> _Problem description_
Output the opening lines of the records exactly. End with the line that contains "rather than padded.".

Records from a dataset
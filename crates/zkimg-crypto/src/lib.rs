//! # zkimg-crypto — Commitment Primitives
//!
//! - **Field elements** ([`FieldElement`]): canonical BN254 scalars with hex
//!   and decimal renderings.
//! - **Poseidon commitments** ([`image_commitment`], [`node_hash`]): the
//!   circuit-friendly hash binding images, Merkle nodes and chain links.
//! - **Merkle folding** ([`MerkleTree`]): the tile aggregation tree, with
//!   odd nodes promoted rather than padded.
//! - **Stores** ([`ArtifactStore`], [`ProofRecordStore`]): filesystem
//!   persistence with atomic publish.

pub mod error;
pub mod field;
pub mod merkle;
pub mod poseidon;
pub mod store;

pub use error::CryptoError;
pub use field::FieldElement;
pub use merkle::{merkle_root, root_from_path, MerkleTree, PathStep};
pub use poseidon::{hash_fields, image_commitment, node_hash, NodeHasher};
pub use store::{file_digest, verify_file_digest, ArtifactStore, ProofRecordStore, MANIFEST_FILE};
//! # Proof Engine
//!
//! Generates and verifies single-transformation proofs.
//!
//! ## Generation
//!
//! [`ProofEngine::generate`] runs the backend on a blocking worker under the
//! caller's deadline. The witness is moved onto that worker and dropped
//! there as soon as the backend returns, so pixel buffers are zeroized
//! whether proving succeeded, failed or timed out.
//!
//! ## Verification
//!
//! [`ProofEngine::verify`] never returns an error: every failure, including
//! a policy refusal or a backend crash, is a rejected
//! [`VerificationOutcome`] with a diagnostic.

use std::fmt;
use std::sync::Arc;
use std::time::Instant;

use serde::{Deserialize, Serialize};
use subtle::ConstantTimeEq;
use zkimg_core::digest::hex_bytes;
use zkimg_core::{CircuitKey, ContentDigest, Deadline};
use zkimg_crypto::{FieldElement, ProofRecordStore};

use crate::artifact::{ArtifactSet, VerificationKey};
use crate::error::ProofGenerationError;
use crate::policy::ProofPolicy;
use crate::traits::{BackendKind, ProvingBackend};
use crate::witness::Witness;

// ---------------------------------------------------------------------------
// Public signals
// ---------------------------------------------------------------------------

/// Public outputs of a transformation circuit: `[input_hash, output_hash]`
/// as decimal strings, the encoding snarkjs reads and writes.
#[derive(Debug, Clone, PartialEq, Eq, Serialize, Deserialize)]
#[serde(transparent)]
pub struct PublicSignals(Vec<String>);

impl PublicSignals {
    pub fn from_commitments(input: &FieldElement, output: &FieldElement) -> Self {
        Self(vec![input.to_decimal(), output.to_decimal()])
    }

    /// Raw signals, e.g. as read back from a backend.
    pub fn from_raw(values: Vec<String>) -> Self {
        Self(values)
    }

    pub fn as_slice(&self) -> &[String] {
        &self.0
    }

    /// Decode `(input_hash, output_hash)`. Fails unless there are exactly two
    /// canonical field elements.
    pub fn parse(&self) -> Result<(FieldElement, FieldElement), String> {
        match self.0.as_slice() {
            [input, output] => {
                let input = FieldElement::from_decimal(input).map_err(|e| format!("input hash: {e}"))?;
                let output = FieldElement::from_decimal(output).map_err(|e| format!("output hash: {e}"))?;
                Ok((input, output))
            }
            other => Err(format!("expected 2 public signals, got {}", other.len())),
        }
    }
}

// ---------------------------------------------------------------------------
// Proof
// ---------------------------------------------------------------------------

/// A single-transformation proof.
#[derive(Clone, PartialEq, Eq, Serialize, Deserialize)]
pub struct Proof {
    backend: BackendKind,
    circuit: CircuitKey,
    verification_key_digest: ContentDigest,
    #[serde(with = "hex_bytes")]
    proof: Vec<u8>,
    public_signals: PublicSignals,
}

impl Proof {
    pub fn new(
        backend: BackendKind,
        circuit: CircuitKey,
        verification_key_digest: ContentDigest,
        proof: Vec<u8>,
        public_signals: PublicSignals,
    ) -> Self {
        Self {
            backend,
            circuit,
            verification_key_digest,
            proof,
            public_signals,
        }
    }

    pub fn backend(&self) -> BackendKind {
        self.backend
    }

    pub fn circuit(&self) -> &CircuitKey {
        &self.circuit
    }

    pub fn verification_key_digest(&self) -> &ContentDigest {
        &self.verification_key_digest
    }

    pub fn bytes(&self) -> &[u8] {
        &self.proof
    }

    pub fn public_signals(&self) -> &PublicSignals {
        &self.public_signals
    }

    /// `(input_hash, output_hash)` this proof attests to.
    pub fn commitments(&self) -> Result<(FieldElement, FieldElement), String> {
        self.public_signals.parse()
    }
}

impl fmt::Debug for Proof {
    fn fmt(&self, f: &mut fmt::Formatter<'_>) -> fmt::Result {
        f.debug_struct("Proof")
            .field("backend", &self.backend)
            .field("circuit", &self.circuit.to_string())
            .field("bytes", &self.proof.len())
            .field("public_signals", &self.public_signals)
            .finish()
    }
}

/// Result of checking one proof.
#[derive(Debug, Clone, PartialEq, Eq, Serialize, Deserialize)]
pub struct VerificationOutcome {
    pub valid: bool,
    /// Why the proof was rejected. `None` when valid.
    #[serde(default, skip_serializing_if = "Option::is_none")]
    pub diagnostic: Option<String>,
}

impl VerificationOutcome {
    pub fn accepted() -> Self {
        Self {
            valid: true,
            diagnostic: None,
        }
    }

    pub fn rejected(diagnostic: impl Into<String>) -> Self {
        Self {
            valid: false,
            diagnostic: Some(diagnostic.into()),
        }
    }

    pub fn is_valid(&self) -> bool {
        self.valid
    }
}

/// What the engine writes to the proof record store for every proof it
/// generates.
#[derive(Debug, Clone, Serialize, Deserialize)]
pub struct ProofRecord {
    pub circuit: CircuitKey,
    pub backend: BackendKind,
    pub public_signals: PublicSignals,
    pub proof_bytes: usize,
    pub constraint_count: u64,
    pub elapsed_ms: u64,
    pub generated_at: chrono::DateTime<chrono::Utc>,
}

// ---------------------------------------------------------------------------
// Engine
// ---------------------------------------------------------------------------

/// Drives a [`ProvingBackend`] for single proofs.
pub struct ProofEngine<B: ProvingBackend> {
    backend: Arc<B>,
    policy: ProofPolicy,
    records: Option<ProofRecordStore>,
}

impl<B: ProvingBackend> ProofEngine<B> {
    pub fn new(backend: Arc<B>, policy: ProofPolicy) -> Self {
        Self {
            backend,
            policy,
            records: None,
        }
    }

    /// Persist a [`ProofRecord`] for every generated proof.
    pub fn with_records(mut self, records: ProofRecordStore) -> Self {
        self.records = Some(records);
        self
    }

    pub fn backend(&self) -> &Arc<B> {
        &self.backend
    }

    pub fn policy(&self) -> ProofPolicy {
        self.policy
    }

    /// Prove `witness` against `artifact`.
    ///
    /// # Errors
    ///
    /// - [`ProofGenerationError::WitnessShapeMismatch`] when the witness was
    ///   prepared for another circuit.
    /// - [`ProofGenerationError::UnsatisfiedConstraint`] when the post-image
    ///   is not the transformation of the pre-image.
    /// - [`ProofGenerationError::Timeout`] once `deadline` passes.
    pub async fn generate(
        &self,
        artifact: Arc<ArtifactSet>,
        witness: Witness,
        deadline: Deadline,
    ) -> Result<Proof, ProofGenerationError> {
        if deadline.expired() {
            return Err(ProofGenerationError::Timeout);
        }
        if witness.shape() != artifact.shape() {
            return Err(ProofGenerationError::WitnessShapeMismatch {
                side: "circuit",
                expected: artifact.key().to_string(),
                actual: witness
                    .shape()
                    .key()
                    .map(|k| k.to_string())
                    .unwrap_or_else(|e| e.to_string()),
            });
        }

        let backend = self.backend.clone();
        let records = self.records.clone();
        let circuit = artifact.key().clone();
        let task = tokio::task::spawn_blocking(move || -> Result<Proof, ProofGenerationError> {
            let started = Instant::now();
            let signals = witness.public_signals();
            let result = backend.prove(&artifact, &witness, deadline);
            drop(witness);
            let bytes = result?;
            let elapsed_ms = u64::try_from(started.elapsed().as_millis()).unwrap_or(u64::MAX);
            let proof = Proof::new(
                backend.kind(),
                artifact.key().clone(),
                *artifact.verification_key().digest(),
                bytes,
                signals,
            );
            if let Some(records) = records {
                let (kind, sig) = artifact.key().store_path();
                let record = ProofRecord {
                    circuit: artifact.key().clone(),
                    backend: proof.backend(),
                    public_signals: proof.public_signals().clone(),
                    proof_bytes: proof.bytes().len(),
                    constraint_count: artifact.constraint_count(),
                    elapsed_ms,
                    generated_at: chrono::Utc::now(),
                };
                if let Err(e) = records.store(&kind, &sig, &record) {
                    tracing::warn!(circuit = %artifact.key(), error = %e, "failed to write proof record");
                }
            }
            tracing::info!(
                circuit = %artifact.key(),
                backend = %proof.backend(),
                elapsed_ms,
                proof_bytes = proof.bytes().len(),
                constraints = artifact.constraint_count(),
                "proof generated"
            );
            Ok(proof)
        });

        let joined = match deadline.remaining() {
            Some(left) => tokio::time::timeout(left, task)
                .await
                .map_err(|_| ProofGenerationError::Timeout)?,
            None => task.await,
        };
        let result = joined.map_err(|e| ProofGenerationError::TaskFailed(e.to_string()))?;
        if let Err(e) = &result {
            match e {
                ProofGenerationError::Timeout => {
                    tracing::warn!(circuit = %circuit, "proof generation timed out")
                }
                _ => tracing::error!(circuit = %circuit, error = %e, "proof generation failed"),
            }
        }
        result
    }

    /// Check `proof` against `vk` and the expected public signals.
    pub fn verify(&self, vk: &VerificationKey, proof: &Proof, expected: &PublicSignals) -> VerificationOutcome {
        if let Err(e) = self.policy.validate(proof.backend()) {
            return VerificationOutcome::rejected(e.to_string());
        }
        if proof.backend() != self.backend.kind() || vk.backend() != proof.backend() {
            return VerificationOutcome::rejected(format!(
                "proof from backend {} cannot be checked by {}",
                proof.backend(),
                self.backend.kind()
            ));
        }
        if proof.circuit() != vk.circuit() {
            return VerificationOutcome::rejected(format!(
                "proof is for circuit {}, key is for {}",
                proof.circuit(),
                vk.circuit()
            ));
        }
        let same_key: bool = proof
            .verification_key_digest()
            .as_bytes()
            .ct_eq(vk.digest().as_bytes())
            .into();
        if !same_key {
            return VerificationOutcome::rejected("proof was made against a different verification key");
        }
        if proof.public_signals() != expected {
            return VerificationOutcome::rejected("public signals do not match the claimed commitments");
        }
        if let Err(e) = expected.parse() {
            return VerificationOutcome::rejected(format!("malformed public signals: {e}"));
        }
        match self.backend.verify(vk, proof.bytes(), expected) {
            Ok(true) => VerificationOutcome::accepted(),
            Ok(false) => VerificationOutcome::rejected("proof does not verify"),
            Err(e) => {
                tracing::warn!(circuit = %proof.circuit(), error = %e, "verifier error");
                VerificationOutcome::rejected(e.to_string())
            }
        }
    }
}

> _The answer_
filename crates/zkimg-crypto/src/lib.rs
//! # zkimg-crypto — Commitment Primitives
//!
//! - **Field elements** ([`FieldElement`]): canonical BN254 scalars with hex
//!   and decimal renderings.
//! - **Poseidon commitments** ([`image_commitment`], [`node_hash`]): the
//!   circuit-friendly hash binding images, Merkle nodes and chain links.
//! - **Merkle folding** ([`MerkleTree`]): the tile aggregation tree, with
//!   odd nodes promoted rather than padded.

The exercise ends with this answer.